Culture dictates the landscape.

Marketers have always tried to understand culture and manifest in us a 'Desire to buy' through the glossy images of the rich and famous pimping products. Looking back, I crack a smile at the staged pictures of the Hollywood elite lighting up a Marlboro as they try to look cool in their designer clothes under a hot Californian sun. It worked, for decades we bought into the idea and day-dreamed about being them as we sipped our Martini Rosso cocktails in the rain soaked gardens of our semi-detached houses.

By the 1970s culture had seriously shifted downwards, dragging the advertising industry along with it. The movie icons popularity had become hijacked by the emerging musical movements and street fashion of the time. These people sounded like us and looked like us. A key point was in 1986 when the iconic 'My Adidas' rap by Run-DMC hit the airwaves. The group's intention was to send a positive message about not judging a book by it's cover or by what people chose to wear, however in the process they inadvertently rocketed the sales of Adidas shell-toe's in the US almost over night. Adidas quickly took notice and so did the advertising industry as bottom-up affinity marketing was born.

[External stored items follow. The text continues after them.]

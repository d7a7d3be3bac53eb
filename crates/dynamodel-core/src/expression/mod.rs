//! Expression compilers.
//!
//! Each compiler turns a declarative document into an
//! [`ExpressionFragment`](dynamodel_model::ExpressionFragment). Placeholders
//! come from one [`Placeholders`](placeholder::Placeholders) allocator per
//! compile call, so they never repeat within a fragment. Prefixes:
//!
//! | Prefix | Compiler |
//! |--------|----------|
//! | `f`, `fa`, `fo`, `fn`, `faa`, ... | filter, root and nested `AND`/`OR`/`NOT` groups |
//! | `k` | key condition |
//! | `u` | update / upsert `SET` clauses |
//! | `p` | projection |
//!
//! Existence conditions bind the fixed names `#_hash_key` and `#_range_key`.

pub mod condition;
pub mod filter;
pub mod key;
pub mod placeholder;
pub mod projection;
pub mod update;

use dynamodel_model::Operator;

pub use condition::{create_condition, exists_condition};
pub use filter::build_filter_expression;
pub use key::build_key_expression;
pub use projection::build_projection_expression;
pub use update::{stringify_update_statement, stringify_upsert_statement};

use crate::coerce::CoercionError;

/// A query, key or projection document is malformed.
#[derive(Debug, thiserror::Error)]
pub enum CompileError {
    /// Attribute is not declared in the schema.
    #[error("unknown property '{0}'")]
    UnknownProperty(String),
    /// Two operators of the same direction, e.g. `GT` and `GTE`.
    #[error("'{attribute}': {first} and {second} cannot be combined")]
    ConflictingOperators {
        /// Attribute name.
        attribute: String,
        /// First operator seen.
        first: Operator,
        /// Conflicting operator.
        second: Operator,
    },
    /// Operators from different families, e.g. `EQ` with `GT`.
    #[error("'{attribute}': {operator} cannot be combined with other operators")]
    MixedOperators {
        /// Attribute name.
        attribute: String,
        /// Operator that must stand alone.
        operator: Operator,
    },
    /// An operator object with no entries.
    #[error("'{0}': empty operator set")]
    EmptyOperators(String),
    /// `IN` with an empty list.
    #[error("'{0}': IN requires a non-empty list")]
    EmptyIn(String),
    /// `IN` operand is not a list.
    #[error("'{0}': IN requires a list")]
    InvalidInOperand(String),
    /// Operand is not a string, number, boolean or date.
    #[error("'{attribute}': cannot compare against a {found} value")]
    InvalidValueType {
        /// Attribute name.
        attribute: String,
        /// Shape found.
        found: &'static str,
    },
    /// A grouping operator used where only comparisons are allowed.
    #[error("'{attribute}': {operator} is not a comparison operator")]
    MisplacedOperator {
        /// Attribute name.
        attribute: String,
        /// The grouping operator.
        operator: Operator,
    },
    /// A comparison operator used as a group.
    #[error("{0} cannot group documents")]
    NotAGroupOperator(Operator),
    /// `AND`/`OR`/`NOT` inside a key condition.
    #[error("key conditions cannot use {0}")]
    BooleanInKeyCondition(Operator),
    /// A key attribute needs exactly one comparison.
    #[error("'{attribute}': key conditions need exactly one operator, found {count}")]
    KeyConditionOperatorCount {
        /// Attribute name.
        attribute: String,
        /// Operators given.
        count: usize,
    },
    /// `NE` or `IN` in a key condition.
    #[error("'{attribute}': {operator} is not allowed in key conditions")]
    UnsupportedKeyOperator {
        /// Attribute name.
        attribute: String,
        /// Offending operator.
        operator: Operator,
    },
    /// Attribute is not part of the index key.
    #[error("'{attribute}' is not a key attribute of {index}")]
    NotAKeyAttribute {
        /// Attribute name.
        attribute: String,
        /// Index name.
        index: String,
    },
    /// The hash key needs an equality condition.
    #[error("key condition must test hash key '{0}' with EQ")]
    MissingHashCondition(String),
    /// No index matches the key condition.
    #[error("no index can serve a key condition on {0:?}")]
    NoMatchingIndex(Vec<String>),
    /// Named index does not exist.
    #[error("unknown index '{0}'")]
    UnknownIndex(String),
    /// Update has nothing to set.
    #[error("update document has no attributes to set")]
    EmptyUpdate,
    /// Operand failed coercion.
    #[error(transparent)]
    Coercion(#[from] CoercionError),
}
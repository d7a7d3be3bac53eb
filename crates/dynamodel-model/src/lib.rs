//! Model types for dynamodel.
//!
//! This crate holds the plain data shared by the schema engine and the
//! expression compilers: the application-level [`Value`] and its
//! insertion-ordered [`Document`] container, attribute type tags, key and
//! index definitions, typed where-documents, compiled expression fragments
//! and the request shapes handed to a transport.
#![allow(clippy::doc_markdown)]
#![allow(clippy::module_name_repetitions)]
#![allow(missing_docs)]

pub mod expression;
pub mod query;
pub mod request;
pub mod types;
pub mod value;

pub use expression::ExpressionFragment;
pub use query::{Clause, Condition, Operator, Where};
pub use request::{DeleteRequest, GetRequest, PutRequest, QueryRequest, ScanRequest, UpdateRequest};
pub use types::{AttributeType, DateFormat, IndexDefinition, IndexKind, KeySchema};
pub use value::{Document, Value};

While the Run-DMC scenario was a fluke, start-up brands such as FUBU thrived in this era as their established personal relationships allowed them to infiltrate the growing music video scene and work in tandem with a growing hip-hop culture.

On the flip side, established agencies have been scrambling ever since to have their clients featured in film, videos, referenced in popular songs and have B-list celebrities pimp products.... This in many ways is not brand affinity marketing as money is trying to influence cultural trends rather than supporting them.

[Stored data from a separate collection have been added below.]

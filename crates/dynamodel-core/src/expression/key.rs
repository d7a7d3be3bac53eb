//! Key condition compiler.

use dynamodel_model::{Clause, Condition, ExpressionFragment, Operator, Where};
use tracing::debug;

use super::CompileError;
use super::filter::operand;
use super::placeholder::Placeholders;
use crate::schema::Schema;

/// Compile a key condition.
///
/// Key conditions are flat: `AND`/`OR`/`NOT` are rejected, and every
/// attribute carries exactly one of `EQ`, `LT`, `LTE`, `GT`, `GTE` (a bare
/// value is `EQ`). Comparisons are joined with `AND`. Returns `None` for an
/// empty document.
pub async fn build_key_expression(
    schema: &Schema,
    key: &Where,
) -> Result<Option<ExpressionFragment>, CompileError> {
    let mut placeholders = Placeholders::new();
    let mut parts = Vec::with_capacity(key.clauses().len());

    for clause in key.clauses() {
        let (attribute, condition) = match clause {
            Clause::Group { op, .. } => return Err(CompileError::BooleanInKeyCondition(*op)),
            Clause::Attribute { name, condition } => (name.as_str(), condition),
        };
        let prop = schema
            .get(attribute)
            .ok_or_else(|| CompileError::UnknownProperty(attribute.to_owned()))?;

        let (op, value) = match condition {
            Condition::Value(value) => (Operator::Eq, value),
            Condition::Operators(pairs) => match pairs.as_slice() {
                [(op, value)] => (*op, value),
                _ => {
                    return Err(CompileError::KeyConditionOperatorCount {
                        attribute: attribute.to_owned(),
                        count: pairs.len(),
                    });
                }
            },
        };

        let symbol = match op {
            Operator::Eq | Operator::Lt | Operator::Lte | Operator::Gt | Operator::Gte => {
                op.symbol().unwrap_or("=")
            }
            Operator::And | Operator::Or | Operator::Not => {
                return Err(CompileError::BooleanInKeyCondition(op));
            }
            Operator::Ne | Operator::In => {
                return Err(CompileError::UnsupportedKeyOperator {
                    attribute: attribute.to_owned(),
                    operator: op,
                });
            }
        };

        let stored = operand(prop, attribute, value).await?;
        let (name_ph, value_ph) = placeholders.allocate("k");
        placeholders.bind_name(&name_ph, attribute);
        parts.push(format!("{name_ph} {symbol} {value_ph}"));
        placeholders.bind_value(value_ph, stored);
    }

    if parts.is_empty() {
        return Ok(None);
    }
    let expression = parts.join(" AND ");
    debug!(%expression, "compiled key condition");
    Ok(Some(placeholders.finish(expression)))
}

#[cfg(test)]
mod tests {
    use dynamodel_model::Value;

    use super::*;
    use crate::schema::{RawProperty, RawSchema, normalize};

    fn schema() -> Schema {
        normalize(
            &RawSchema::new()
                .property("a", RawProperty::new("NUMBER").required())
                .property("b", RawProperty::new("STRING")),
        )
        .unwrap()
    }

    #[tokio::test]
    async fn test_should_compile_bare_value_as_eq() {
        let f = build_key_expression(&schema(), &Where::new().eq("a", 1))
            .await
            .unwrap()
            .unwrap();
        assert_eq!(f.expression, "#k1 = :k1");
        assert_eq!(f.names.get("#k1").map(String::as_str), Some("a"));
        assert_eq!(f.values.get(":k1"), Some(&Value::from(1)));
    }

    #[tokio::test]
    async fn test_should_join_hash_and_range_conditions() {
        let key = Where::new().eq("a", 1).op("b", Operator::Gte, "m");
        let f = build_key_expression(&schema(), &key).await.unwrap().unwrap();
        assert_eq!(f.expression, "#k1 = :k1 AND #k2 >= :k2");
    }

    #[tokio::test]
    async fn test_should_reject_boolean_groups() {
        for key in [
            Where::new().and([Where::new().eq("a", 1)]),
            Where::new().or([Where::new().eq("a", 1)]),
            Where::new().not(Where::new().eq("a", 1)),
        ] {
            let err = build_key_expression(&schema(), &key).await.unwrap_err();
            assert!(matches!(err, CompileError::BooleanInKeyCondition(_)));
        }
    }

    #[tokio::test]
    async fn test_should_require_exactly_one_operator() {
        let key = Where::new().attr("a", Condition::ops([(Operator::Gt, 1), (Operator::Gte, 2)]));
        let err = build_key_expression(&schema(), &key).await.unwrap_err();
        assert!(matches!(err, CompileError::KeyConditionOperatorCount { count: 2, .. }));

        let key = Where::new().attr("a", Condition::Operators(vec![]));
        let err = build_key_expression(&schema(), &key).await.unwrap_err();
        assert!(matches!(err, CompileError::KeyConditionOperatorCount { count: 0, .. }));
    }

    #[tokio::test]
    async fn test_should_reject_ne_and_in() {
        let key = Where::new().op("a", Operator::Ne, 1);
        let err = build_key_expression(&schema(), &key).await.unwrap_err();
        assert!(matches!(
            err,
            CompileError::UnsupportedKeyOperator { operator: Operator::Ne, .. }
        ));
        let key = Where::new().op("a", Operator::In, vec![Value::from(1)]);
        assert!(build_key_expression(&schema(), &key).await.is_err());
    }
}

While Busta Rhymes did seem plausible as he decided to 'Pass the Courvoisier' to P Diddy, James Bond pulling up to the club in a Ford and swigging Heineken from the bottle did not.

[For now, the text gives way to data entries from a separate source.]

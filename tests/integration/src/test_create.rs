//! Create pipeline: defaults, composites, validation and create coercion.

#[cfg(test)]
mod tests {
    use dynamodel_core::{ModelConfig, ModelError, ValidationError};
    use dynamodel_model::{Document, Value, doc};

    use crate::{order_model, order_model_with};

    fn order(tenant: &str, id: &str) -> Document {
        doc! {
            "tenant" => tenant,
            "orderId" => id,
            "total" => 42,
            "email" => "Buyer@Example.COM",
        }
    }

    #[tokio::test]
    async fn test_should_fill_defaults_composites_and_hooks() {
        let req = order_model().prepare_create(&order("acme", "o-1")).await.unwrap();

        assert_eq!(req.table_name, "orders");
        assert_eq!(req.item.get("pk"), Some(&Value::from("acme#o-1")));
        assert_eq!(req.item.get("status"), Some(&Value::from("pending")));
        assert_eq!(
            req.item.get("createdAt"),
            Some(&Value::from("2024-01-02T03:04:05.000Z"))
        );
        assert!(req.item.get("updatedAt").is_none());
        assert_eq!(req.item.get("email"), Some(&Value::from("buyer@example.com")));
    }

    #[tokio::test]
    async fn test_should_guard_create_with_not_exists_condition() {
        let req = order_model().prepare_create(&order("acme", "o-1")).await.unwrap();
        assert_eq!(
            req.condition_expression.as_deref(),
            Some("attribute_not_exists(#_hash_key) AND attribute_not_exists(#_range_key)")
        );
        assert_eq!(
            req.expression_attribute_names.get("#_hash_key").map(String::as_str),
            Some("pk")
        );
        assert_eq!(
            req.expression_attribute_names.get("#_range_key").map(String::as_str),
            Some("orderId")
        );
    }

    #[tokio::test]
    async fn test_should_skip_condition_when_disabled() {
        let model = order_model_with(ModelConfig {
            create_condition: false,
            ..ModelConfig::default()
        });
        let req = model.prepare_create(&order("acme", "o-1")).await.unwrap();
        assert!(req.condition_expression.is_none());
        assert!(req.expression_attribute_names.is_empty());
    }

    #[tokio::test]
    async fn test_should_reject_value_outside_enum() {
        let mut doc = order("acme", "o-1");
        doc.insert("status", "lost");
        let err = order_model().prepare_create(&doc).await.unwrap_err();
        match err {
            ModelError::Validation(ValidationError::Field { path, code, .. }) => {
                assert_eq!(path, "status");
                assert_eq!(code, "enum");
            }
            other => panic!("unexpected error: {other}"),
        }
    }

    #[tokio::test]
    async fn test_should_run_custom_validator() {
        let mut doc = order("acme", "o-1");
        doc.insert("email", "nobody");
        let err = order_model().prepare_create(&doc).await.unwrap_err();
        match err {
            ModelError::Validation(e) => assert_eq!(e.code(), Some("isEmail")),
            other => panic!("unexpected error: {other}"),
        }
    }

    #[tokio::test]
    async fn test_should_report_nested_paths() {
        let mut doc = order("acme", "o-1");
        doc.insert(
            "lines",
            vec![
                Value::from(doc! { "sku" => "a", "qty" => 1 }),
                Value::from(doc! { "sku" => "b", "qty" => -2 }),
            ],
        );
        let err = order_model().prepare_create(&doc).await.unwrap_err();
        match err {
            ModelError::Validation(ValidationError::Field { path, code, .. }) => {
                assert_eq!(path, "lines[1].qty");
                assert_eq!(code, "isUnsigned");
            }
            other => panic!("unexpected error: {other}"),
        }

        let mut doc = order("acme", "o-1");
        doc.insert("shipping", doc! { "city" => "Oslo", "zip" => "" });
        let err = order_model().prepare_create(&doc).await.unwrap_err();
        assert!(matches!(
            err,
            ModelError::Validation(ValidationError::Field { ref path, .. }) if path == "shipping.zip"
        ));
    }

    #[tokio::test]
    async fn test_should_aggregate_missing_required_fields() {
        let mut doc = Document::new();
        doc.insert("lines", vec![Value::from(doc! { "qty" => 1 })]);
        let err = order_model().prepare_create(&doc).await.unwrap_err();
        match err {
            ModelError::Validation(ValidationError::MissingRequired { fields }) => {
                assert_eq!(fields, ["tenant", "orderId", "lines[0].sku"]);
            }
            other => panic!("unexpected error: {other}"),
        }
    }

    #[tokio::test]
    async fn test_should_reject_unexpected_fields_when_strict() {
        let model = order_model_with(ModelConfig {
            strict_fields: true,
            ..ModelConfig::default()
        });
        let mut doc = order("acme", "o-1");
        doc.insert("bogus", 1);
        doc.insert("shipping", doc! { "planet" => "Mars" });
        let err = model.prepare_create(&doc).await.unwrap_err();
        match err {
            ModelError::Validation(ValidationError::UnexpectedFields { fields }) => {
                assert_eq!(fields, ["bogus", "shipping.planet"]);
            }
            other => panic!("unexpected error: {other}"),
        }

        let lenient = order_model().prepare_create(&doc).await.unwrap();
        assert_eq!(lenient.item.get("bogus"), Some(&Value::from(1)));
    }

    #[tokio::test]
    async fn test_should_prepare_many_creates() {
        let docs = [order("acme", "o-1"), order("acme", "o-2"), order("globex", "o-1")];
        let reqs = order_model().prepare_create_many(&docs).await.unwrap();
        let keys: Vec<_> = reqs.iter().map(|r| r.item.get("pk").cloned()).collect();
        assert_eq!(
            keys,
            [
                Some(Value::from("acme#o-1")),
                Some(Value::from("acme#o-2")),
                Some(Value::from("globex#o-1")),
            ]
        );
    }

    #[tokio::test]
    async fn test_should_fail_whole_batch_on_one_invalid_document() {
        let mut bad = order("acme", "o-2");
        bad.insert("total", -1);
        let err = order_model()
            .prepare_create_many(&[order("acme", "o-1"), bad])
            .await
            .unwrap_err();
        assert!(matches!(err, ModelError::Validation(_)));
    }

    #[tokio::test]
    async fn test_should_match_created_items_with_lookup_keys() -> anyhow::Result<()> {
        let model = order_model();
        let docs = [order("acme", "o-1"), order("acme", "o-2"), order("globex", "o-9")];

        let puts = futures::future::try_join_all(docs.iter().map(|d| model.prepare_create(d)));
        let keys = futures::future::try_join_all(docs.iter().map(|d| model.key(d)));
        let (puts, keys) = futures::try_join!(puts, keys)?;

        for (put, key) in puts.iter().zip(&keys) {
            tracing::info!(?key, "created item key");
            for (attribute, value) in key.iter() {
                assert_eq!(put.item.get(attribute), Some(value));
            }
        }
        let get = model.prepare_get::<&str>(&keys[2], &[]).await?;
        assert_eq!(get.key.get("pk"), Some(&Value::from("globex#o-9")));
        Ok(())
    }
}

Here are four ideas to get you started in Affinity marketing.

Cultural marketing.

Create news, trends and events based around your business. Your aim is not so much sell directly to your customers but create content and opportunities that relate to them personally.

Think ‘Nike’. They rarely spend time selling specific products as their narrative is to talk constantly about fitness. Their strategy is grounded in telling stories of ordinary people creating life changing goals, while wearing Nike clothing. Thus creating a common culture of aiming for 'higher human standards' They partner-up with events on a local level and have built a network of fitness ambassadors in each region. If you are motivated by, taught by, invited to events sponsored by and surrounded by like-minded individuals who seem to be wearing the latest Nike designs, then guess which brand you head for when you are ready to invest in new clothes/trainers/equipment. You want to fit in.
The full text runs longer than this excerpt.